— Problem statement —
Find the lines of the records in which the word "write" appears and report how many there are, as a number alone.

=======

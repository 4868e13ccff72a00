//! Update state persistence.
//!
//! Tracks the running/previous versions, check cadence, channel and the
//! auto-update preference. Persisted as JSON to `<update dir>/state.json`.

use chrono::{DateTime, Datelike, Duration, Utc};
use serde::{Deserialize, Deserializer, Serialize};
use std::fmt;
use std::fs;
use std::io;
use std::path::{Path, PathBuf};

use crate::error::{Result, UpdateError};
use crate::logging::log_warning;
use crate::update_path;
use crate::utils::sidecar_path;

/// Minimum time between two automatic update checks.
pub const CHECK_INTERVAL_HOURS: i64 = 24;

pub fn check_interval() -> Duration {
    Duration::hours(CHECK_INTERVAL_HOURS)
}

/// Release track a node follows.
#[derive(Debug, Clone, Copy, Default, PartialEq, Eq, Serialize, Deserialize)]
#[serde(rename_all = "lowercase")]
pub enum Channel {
    /// Published, non-prerelease releases only (default).
    #[default]
    Stable,
    /// Release candidates as well.
    Rc,
}

impl fmt::Display for Channel {
    fn fmt(&self, f: &mut fmt::Formatter<'_>) -> fmt::Result {
        match self {
            Self::Stable => write!(f, "stable"),
            Self::Rc => write!(f, "rc"),
        }
    }
}

impl std::str::FromStr for Channel {
    type Err = String;

    fn from_str(s: &str) -> std::result::Result<Self, Self::Err> {
        match s.trim().to_ascii_lowercase().as_str() {
            "stable" => Ok(Self::Stable),
            "rc" => Ok(Self::Rc),
            other => Err(format!("unknown release channel: {}", other)),
        }
    }
}

/// Persistent update state.
#[derive(Debug, Clone, PartialEq, Serialize, Deserialize)]
#[serde(default)]
pub struct UpdateState {
    pub current_version: String,
    #[serde(skip_serializing_if = "String::is_empty")]
    pub previous_version: String,
    /// Newest tag seen by the last check, kept so availability can be shown
    /// without a network round trip.
    #[serde(skip_serializing_if = "String::is_empty")]
    pub available_update: String,
    #[serde(deserialize_with = "deserialize_timestamp")]
    pub last_check: Option<DateTime<Utc>>,
    #[serde(
        deserialize_with = "deserialize_timestamp",
        skip_serializing_if = "Option::is_none"
    )]
    pub last_update: Option<DateTime<Utc>>,
    pub auto_update: bool,
    pub channel: Channel,
}

impl Default for UpdateState {
    fn default() -> Self {
        Self {
            current_version: String::new(),
            previous_version: String::new(),
            available_update: String::new(),
            last_check: None,
            last_update: None,
            auto_update: true,
            channel: Channel::Stable,
        }
    }
}

/// Older state files store "never" as the zero time `0001-01-01T00:00:00Z`.
fn deserialize_timestamp<'de, D>(
    deserializer: D,
) -> std::result::Result<Option<DateTime<Utc>>, D::Error>
where
    D: Deserializer<'de>,
{
    let value = Option::<DateTime<Utc>>::deserialize(deserializer)?;
    Ok(value.filter(|ts| ts.year() > 1))
}

impl UpdateState {
    /// Whether an automatic check is due now.
    pub fn should_check(&self) -> bool {
        self.should_check_at(Utc::now())
    }

    pub fn should_check_at(&self, now: DateTime<Utc>) -> bool {
        if !self.auto_update {
            return false;
        }
        match self.last_check {
            None => true,
            Some(last) => now - last >= check_interval(),
        }
    }

    pub fn mark_checked(&mut self) {
        self.mark_checked_at(Utc::now());
    }

    pub fn mark_checked_at(&mut self, now: DateTime<Utc>) {
        self.last_check = Some(now);
    }

    /// Record a fully validated update from `from` to `to`.
    pub fn record_update(&mut self, from: &str, to: &str) {
        self.previous_version = from.to_string();
        self.current_version = to.to_string();
        self.available_update.clear();
        self.last_update = Some(Utc::now());
    }

    /// Swap current and previous after the backup binary was restored.
    pub fn record_rollback(&mut self) {
        if !self.previous_version.is_empty() {
            std::mem::swap(&mut self.current_version, &mut self.previous_version);
        }
    }
}

// ============================================================================
// State Store
// ============================================================================

/// Whole-record JSON persistence for [`UpdateState`].
#[derive(Debug, Clone)]
pub struct StateStore {
    path: PathBuf,
}

impl StateStore {
    pub fn open(path: impl Into<PathBuf>) -> Self {
        Self { path: path.into() }
    }

    /// `<update dir>/state.json`
    pub fn default_location() -> Self {
        Self::open(update_path!("state.json"))
    }

    pub fn path(&self) -> &Path {
        &self.path
    }

    /// Load the state. A missing or unreadable-as-JSON file yields the default state.
    pub fn load(&self) -> Result<UpdateState> {
        let content = match fs::read_to_string(&self.path) {
            Ok(content) => content,
            Err(e) if e.kind() == io::ErrorKind::NotFound => return Ok(UpdateState::default()),
            Err(e) => {
                return Err(UpdateError::State {
                    path: self.path.clone(),
                    reason: e.to_string(),
                })
            }
        };

        match serde_json::from_str(&content) {
            Ok(state) => Ok(state),
            Err(e) => {
                log_warning(&format!(
                    "Ignoring corrupt update state {}: {}",
                    self.path.display(),
                    e
                ));
                Ok(UpdateState::default())
            }
        }
    }

    /// Persist the whole state, replacing the previous file atomically.
    pub fn save(&self, state: &UpdateState) -> Result<()> {
        let state_error = |reason: String| UpdateError::State {
            path: self.path.clone(),
            reason,
        };

        if let Some(parent) = self.path.parent() {
            fs::create_dir_all(parent).map_err(|e| state_error(e.to_string()))?;
        }

        let json = serde_json::to_string_pretty(state).map_err(|e| state_error(e.to_string()))?;

        let tmp = sidecar_path(&self.path, "tmp");
        fs::write(&tmp, json).map_err(|e| state_error(e.to_string()))?;
        fs::rename(&tmp, &self.path).map_err(|e| {
            let _ = fs::remove_file(&tmp);
            state_error(e.to_string())
        })
    }
}

#[cfg(test)]
mod tests {
    use super::*;
    use chrono::TimeZone;

    fn store() -> (tempfile::TempDir, StateStore) {
        let dir = tempfile::tempdir().unwrap();
        let store = StateStore::open(dir.path().join("update").join("state.json"));
        (dir, store)
    }

    #[test]
    fn test_default_state() {
        let state = UpdateState::default();
        assert!(state.auto_update);
        assert_eq!(state.channel, Channel::Stable);
        assert!(state.last_check.is_none());
        assert!(state.last_update.is_none());
        assert!(state.previous_version.is_empty());
    }

    #[test]
    fn test_missing_file_loads_default() {
        let (_dir, store) = store();
        assert_eq!(store.load().unwrap(), UpdateState::default());
    }

    #[test]
    fn test_corrupt_file_loads_default() {
        let (_dir, store) = store();
        fs::create_dir_all(store.path().parent().unwrap()).unwrap();
        fs::write(store.path(), "{\"auto_update\": tru").unwrap();
        assert_eq!(store.load().unwrap(), UpdateState::default());
    }

    #[test]
    fn test_save_load_round_trip() {
        let (_dir, store) = store();
        let state = UpdateState {
            current_version: "v1.3.0".to_string(),
            previous_version: "v1.2.0".to_string(),
            available_update: "v1.4.0-rc.1".to_string(),
            last_check: Some(Utc.with_ymd_and_hms(2026, 3, 1, 12, 30, 0).unwrap()),
            last_update: Some(Utc::now()),
            auto_update: false,
            channel: Channel::Rc,
        };

        store.save(&state).unwrap();
        assert_eq!(store.load().unwrap(), state);
        assert!(!sidecar_path(store.path(), "tmp").exists());
    }

    #[test]
    fn test_go_zero_time_means_never() {
        let json = r#"{
            "current_version": "v1.1.0",
            "last_check": "0001-01-01T00:00:00Z",
            "auto_update": true,
            "channel": "stable"
        }"#;
        let state: UpdateState = serde_json::from_str(json).unwrap();
        assert!(state.last_check.is_none());
        assert!(state.should_check_at(Utc::now()));
    }

    #[test]
    fn test_should_check_table() {
        let now = Utc.with_ymd_and_hms(2026, 5, 10, 8, 0, 0).unwrap();
        let mut state = UpdateState::default();

        // never checked
        assert!(state.should_check_at(now));

        state.mark_checked_at(now - Duration::hours(23));
        assert!(!state.should_check_at(now));

        state.mark_checked_at(now - Duration::hours(24));
        assert!(state.should_check_at(now));

        state.mark_checked_at(now - Duration::days(3));
        assert!(state.should_check_at(now));

        state.auto_update = false;
        assert!(!state.should_check_at(now));
        state.last_check = None;
        assert!(!state.should_check_at(now));
    }

    #[test]
    fn test_record_update_keeps_one_generation() {
        let mut state = UpdateState {
            current_version: "v1.2.0".to_string(),
            available_update: "v1.3.0".to_string(),
            ..Default::default()
        };

        state.record_update("v1.2.0", "v1.3.0");
        assert_eq!(state.previous_version, "v1.2.0");
        assert_eq!(state.current_version, "v1.3.0");
        assert!(state.available_update.is_empty());
        assert!(state.last_update.is_some());

        state.record_update("v1.3.0", "v1.4.0");
        assert_eq!(state.previous_version, "v1.3.0");
    }

    #[test]
    fn test_record_rollback_swaps_versions() {
        let mut state = UpdateState::default();
        state.record_update("v1.2.0", "v1.3.0");
        state.record_rollback();
        assert_eq!(state.current_version, "v1.2.0");
        assert_eq!(state.previous_version, "v1.3.0");

        let mut fresh = UpdateState {
            current_version: "v1.0.0".to_string(),
            ..Default::default()
        };
        fresh.record_rollback();
        assert_eq!(fresh.current_version, "v1.0.0");
    }

    #[test]
    fn test_channel_serde_and_parse() {
        assert_eq!(serde_json::to_string(&Channel::Rc).unwrap(), "\"rc\"");
        let stable: Channel = serde_json::from_str("\"stable\"").unwrap();
        assert_eq!(stable, Channel::Stable);
        assert_eq!("RC".parse::<Channel>().unwrap(), Channel::Rc);
        assert!("beta".parse::<Channel>().is_err());
        assert_eq!(Channel::Stable.to_string(), "stable");
    }
}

=======

— Exercise result —
4